[Dataset entries]
■ ■ ■ ■ ■ ■ ■

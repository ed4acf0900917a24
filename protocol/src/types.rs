//! # Core Types
//!
//! Addresses, amounts, and the execution environment a vault call runs in.
//!
//! Addresses are EVM-style `0x`-prefixed, 20-byte hex strings, normalized to
//! lowercase on construction so that `0xABC..` and `0xabc..` are the same
//! account in every map that keys on them.

use serde::{Deserialize, Serialize};
use std::fmt;

/// A fixed-point token or value amount. 18 decimals unless stated otherwise.
pub type Amount = u128;

/// Assets are identified by their token contract address.
pub type AssetId = Address;

// ---------------------------------------------------------------------------
// Address
// ---------------------------------------------------------------------------

/// An account, contract, or asset address.
#[derive(Clone, Debug, PartialEq, Eq, Hash, PartialOrd, Ord, Serialize, Deserialize)]
#[serde(transparent)]
pub struct Address(String);

impl Address {
    /// Wraps an address string, lowercasing it.
    pub fn new(raw: impl AsRef<str>) -> Self {
        Self(raw.as_ref().trim().to_lowercase())
    }

    /// The unrecoverable share sink.
    pub fn dead() -> Self {
        Self::new(crate::config::DEAD_ADDRESS)
    }

    /// Returns `true` for the share sink.
    pub fn is_dead(&self) -> bool {
        self.0 == crate::config::DEAD_ADDRESS
    }

    /// Deterministically derives an address from a domain tag and a seed.
    ///
    /// `0x || hex(blake3(domain || seed)[..20])`. Used for automation relay
    /// addresses, which must be reproducible by anyone who knows the owner.
    pub fn derive(domain: &[u8], seed: &Address) -> Self {
        let mut hasher = blake3::Hasher::new();
        hasher.update(domain);
        hasher.update(seed.as_str().as_bytes());
        let digest = hasher.finalize();
        Self(format!("0x{}", hex::encode(&digest.as_bytes()[..20])))
    }

    pub fn as_str(&self) -> &str {
        &self.0
    }
}

impl fmt::Display for Address {
    fn fmt(&self, f: &mut fmt::Formatter<'_>) -> fmt::Result {
        f.write_str(&self.0)
    }
}

impl From<&str> for Address {
    fn from(value: &str) -> Self {
        Self::new(value)
    }
}

impl From<String> for Address {
    fn from(value: String) -> Self {
        Self::new(value)
    }
}

// ---------------------------------------------------------------------------
// Execution Environment
// ---------------------------------------------------------------------------

/// The host a vault call executes in: block height, wall time, and gas.
///
/// Methods take `&self`; gas accounting uses interior mutability so that a
/// strategy can meter its own work through the same shared reference the
/// vault reads `gas_left` from.
pub trait ExecutionEnv: Send + Sync {
    /// Current block number.
    fn block_number(&self) -> u64;

    /// Current block timestamp, unix seconds.
    fn timestamp(&self) -> u64;

    /// Price of one gas unit in native currency (wei-like units).
    fn gas_price(&self) -> u128;

    /// Gas remaining in the current call.
    fn gas_left(&self) -> u64;

    /// Charges `units` of gas to the current call. Saturates at zero.
    fn consume_gas(&self, units: u64);
}

#[cfg(test)]
mod tests {
    use super::*;

    #[test]
    fn addresses_are_case_insensitive() {
        let a = Address::new("0xAbCdEf0000000000000000000000000000000001");
        let b = Address::new("0xabcdef0000000000000000000000000000000001");
        assert_eq!(a, b);
    }

    #[test]
    fn dead_address_is_recognized() {
        assert!(Address::dead().is_dead());
        assert!(!Address::new("0x01").is_dead());
    }

    #[test]
    fn derived_addresses_are_deterministic() {
        let owner = Address::new("0x00000000000000000000000000000000000000aa");
        let a = Address::derive(b"domain", &owner);
        let b = Address::derive(b"domain", &owner);
        assert_eq!(a, b);
        assert_eq!(a.as_str().len(), 42);
        assert!(a.as_str().starts_with("0x"));
    }

    #[test]
    fn derived_addresses_depend_on_domain_and_seed() {
        let owner = Address::new("0xaa");
        let other = Address::new("0xbb");
        assert_ne!(Address::derive(b"one", &owner), Address::derive(b"two", &owner));
        assert_ne!(Address::derive(b"one", &owner), Address::derive(b"one", &other));
    }

    #[test]
    fn address_serializes_as_plain_string() {
        let a = Address::new("0xAA");
        let json = serde_json::to_string(&a).unwrap();
        assert_eq!(json, "\"0xaa\"");
    }
}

■ ■ ■ ■ ■ ■ ■

● EXERCISE PROMPT
As you read the records above, find each line that contains "contract" and copy it.

● COMPLETED TASK
/// Assets are identified by their token contract address.
/// An account, contract, or asset address.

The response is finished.